Mais la mutation terrible chez les hommes n’a pas le même effet chez les femmes, celles qui sont atteintes deviennent géantes sans devenir des bêtes. Surnommées les Big Girls, les rares qui ont grandies et survécues sont recrutées par le nouveau gouvernement pour protéger les enclaves humaines des Jacks affamés.
Les Voyages de Gulliver en mode Evangelion
Dans cette ambiance de fin du monde, où les grossesses sont contrôlées, où les naissances peuvent devenir un délit, le Marshal James Tannik est prêt à tout sacrifier pour protéger la Réserve. Épaulé par ses trois Big Girls, il traque les Jacks qui s’aventurent trop près et chasse les enfants qui pourraient présenter des mutations en mode inquisiteur eugéniste.
Les 3 filles forment une équipe étrange, uniquement réunies par leur gigantisme, elles ne partagent pas le même idéal et Ember commence à se poser des questions sur ce que le Marshal lui raconte, sur la nature des Jacks et ce qui existe au-delà de la Réserve.
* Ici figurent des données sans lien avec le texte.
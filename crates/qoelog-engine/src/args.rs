//! Matching over the parsed `Arguments` field
//!
//! Text arguments are searched with the criterion as a regular expression,
//! everything else compares by equality. When either side is a list, every
//! argument element must match some criterion element and every criterion
//! element must be matched by some argument element.

use qoelog_types::{ArgValue, LogIndex};
use regex::Regex;
use std::collections::BTreeSet;
use std::slice;

use crate::criteria::compile;
use crate::error::Result;

enum ArgPattern {
    Regex(Regex),
    Value(ArgValue),
    List(Vec<ArgPattern>),
}

impl ArgPattern {
    fn new(value: &ArgValue) -> Result<Self> {
        Ok(match value {
            ArgValue::Text(pattern) => ArgPattern::Regex(compile(pattern)?),
            ArgValue::List(items) => {
                ArgPattern::List(items.iter().map(ArgPattern::new).collect::<Result<_>>()?)
            }
            other => ArgPattern::Value(other.clone()),
        })
    }
}

/// Indices of entries whose argument `name` matches `value`
pub fn match_arguments(
    index: &LogIndex,
    name: &str,
    value: &ArgValue,
) -> Result<BTreeSet<usize>> {
    let pattern = ArgPattern::new(value)?;
    Ok(index
        .iter()
        .enumerate()
        .filter_map(|(i, entry)| {
            let arg = entry.arguments.as_ref()?.get(name)?;
            value_matches(arg, &pattern).then_some(i)
        })
        .collect())
}

fn value_matches(arg: &ArgValue, pattern: &ArgPattern) -> bool {
    match (arg, pattern) {
        (ArgValue::List(args), ArgPattern::List(wanted)) => list_matches(args, wanted),
        (ArgValue::List(args), _) => list_matches(args, slice::from_ref(pattern)),
        (_, ArgPattern::List(wanted)) => list_matches(slice::from_ref(arg), wanted),
        (ArgValue::Text(text), ArgPattern::Regex(re)) => re.is_match(text),
        (_, ArgPattern::Value(wanted)) => arg == wanted,
        _ => false,
    }
}

fn list_matches(args: &[ArgValue], wanted: &[ArgPattern]) -> bool {
    let mut covered = vec![false; wanted.len()];
    for arg in args {
        let mut any = false;
        for (hit, pattern) in covered.iter_mut().zip(wanted) {
            if value_matches(arg, pattern) {
                *hit = true;
                any = true;
            }
        }
        if !any {
            return false;
        }
    }
    covered.into_iter().all(|hit| hit)
}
Elles sont badass, géantes et armées. Les scènes de combats en solo ou en équipent évoquent les films de Kaiju, les séries de Sentai et surtout Evangelion où les parallèles sont nombreux entre ces armes organiques géantes, ces combats au milieu des villes, ces ennemis dont on ne connaît pas bien l’origine, mais qui semblent liés aux défenseurs… et surtout ces ados que l’on oblige à combattre, à tuer, à se faire tuer pour un “bien commun” un peu douteux.
Baston & philo, combats et réflexions. On s’aperçoit vite au fil des pages, que malgré sa taille et son caractère essentiel à la survie du groupe, Ember est traité comme une arme, au mieux un soldat, et doit se soumettre aux ordres, aux tests de laboratoire et au dictat du Marshal. Ici Jason Howard interroge le patriarcat à travers cette relation complexe, creuse les rapports de domination homme-femme et le sexisme dans cette histoire de SF où seules les femmes ont un pouvoir, mais où ce sont encore les hommes, blancs, riches qui dominent.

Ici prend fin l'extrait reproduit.